Update: “A 2012 report by TRAFFIC (reference: “The South Africa – Viet Nam Rhino Horn Nexus“) on the global rhino trade found that when South Africa did allow domestic horn trade, before 2009, much of the privately owned horn went unaccounted for and may have ended up in illegal hands, trafficked outside the country.

“It found that abuses and poor compliance in managing horn stockpiles in government and private hands had helped create a “perfect storm,” attracting criminal networks into lucrative rhino poaching” – “Debate over rhino horn trade ramps up as South Africa ban is lifted,” Los Angeles Times, 26 November 2015

Some hunters have been abusing permits to shoot rhinos and export illegally obtained rhino horns – probably poached and directly linked to organised crime – as “hunting trophies”” – “South Africa freezes rhino horn trade,” TRAFFIC, 9 June 2008

Note: For those not familiar with John Hume’s rhino harvesting approach, this has been previously summarised and attached at Appendix 1 below. I can assume (until further study is undertaken), that Johan Kruger’s approach is identical.

The 2009 moratorium was overturned in the High Court on a convenient “technicality” that the moratorium had not been well advertised to the public and lacked ‘public consultation’ – so this “oversight” has been taken as a potential ‘self-approved’ South African route to defy the standing Convention on International Trade in Endangered Species of Wild Fauna and Flora (CITES) ban on commercial trade in rhino horn.

The High Court’s 26 November 2015 ruling is now reportedly being challenged by South Africa’s own Environmental Affairs Department. In an ironic twist, if this challenge fails, the Environmental Affairs Department will be ‘forced’ to regulate and issue permits for this farmed rhino horn trade.

This latest form of ‘canned’ commoditisation is presumably deemed as ‘conservation’ so the Environmental Affairs Department can ‘facilitate’ the ‘trade.’ If you recall, the Environmental Affairs Department was ruled (by the South African Supreme Court of Appeal, November 2010) to have no jurisdiction over ‘canned’ lion farms, as these farms were deemed to offer no conservation benefits. Hence, the ‘canned’ lion (and other big cat species) farming industry has developed into the deceitful ‘commoditisation’ business model recently highlighted in ‘Blood Lions.’

The National Council of SPCAs is not convinced by the High Court’s 26 November 2015 ruling and has been quoted as saying via an NSPCA statement:

“We fear that if the judgment stands, a further consequence will be our rhino will become farmed animals. Unethical practices may be used to increase profits, which are likely to include confining animals to the smallest spaces possible, feeding animals unnatural diets, and physically altering or maiming animals to prevent them from injuring one another when confined in limited spaces.”

“Above all, rhinos are wild animals. Captivity, confinement and manipulation are foreign and stressful to them”.

Could the farming of rhino horn help reduce poaching?
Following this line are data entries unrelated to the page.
#[async_trait]
impl ParameterRepository for MemoryStore {
    async fn insert_parameter(&self, parameter: &Parameter) -> Result<()> {
        let mut state = self.state.write().await;
        if state.parameters.values().any(|p| p.name == parameter.name) {
            return Err(duplicate("parameter_name_key"));
        }
        if state.parameters.values().any(|p| p.slug == parameter.slug) {
            return Err(duplicate("parameter_slug_key"));
        }
        if let Some(parent) = parameter.parent_id {
            if !state.parameters.contains_key(&parent) {
                return Err(missing_reference("parameter_parent_id_fkey"));
            }
        }
        state.parameters.insert(parameter.id, parameter.clone());
        Ok(())
    }

    async fn get_parameter(&self, id: Uuid) -> Result<Option<Parameter>> {
        Ok(self.state.read().await.parameters.get(&id).cloned())
    }

    async fn get_parameter_by_slug(&self, slug: &str) -> Result<Option<Parameter>> {
        let state = self.state.read().await;
        Ok(state.parameters.values().find(|p| p.slug == slug).cloned())
    }

    async fn list_parameters(&self, parent_id: Option<Uuid>) -> Result<Vec<Parameter>> {
        let state = self.state.read().await;
        let mut out: Vec<Parameter> = state
            .parameters
            .values()
            .filter(|p| p.parent_id == parent_id)
            .cloned()
            .collect();
        out.sort_by(|a, b| a.name.cmp(&b.name));
        Ok(out)
    }

    async fn parameter_name_exists(&self, name: &str) -> Result<bool> {
        let state = self.state.read().await;
        Ok(state.parameters.values().any(|p| p.name == name))
    }

    async fn parameter_slug_exists(&self, slug: &str) -> Result<bool> {
        let state = self.state.read().await;
        Ok(state.parameters.values().any(|p| p.slug == slug))
    }

    async fn delete_parameter(&self, id: Uuid) -> Result<()> {
        let mut state = self.state.write().await;
        if !state.parameters.contains_key(&id) {
            return Err(Error::NotFound(format!("parameter {}", id)));
        }
        if state.parameters.values().any(|p| p.parent_id == Some(id)) {
            return Err(protected("parameter", "parameter_parent_id_fkey"));
        }
        if state.measurements.values().any(|m| m.parameter_id == id) {
            return Err(protected("parameter", "measurement_parameter_id_fkey"));
        }
        state.parameters.remove(&id);
        state.drop_tags_of(TagTarget::parameter(id));
        Ok(())
    }
}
The NSPCA think not:

“South Africa cannot control the domestic trade or prevent it from leaking on to the international market and facilitated horn laundering. Legalising domestic trade will undoubtedly allow operations at lower costs, yet this trade is not sustainable and is unlikely to reduce poaching. The risk is the legal trade will stimulate demand and increase poaching.”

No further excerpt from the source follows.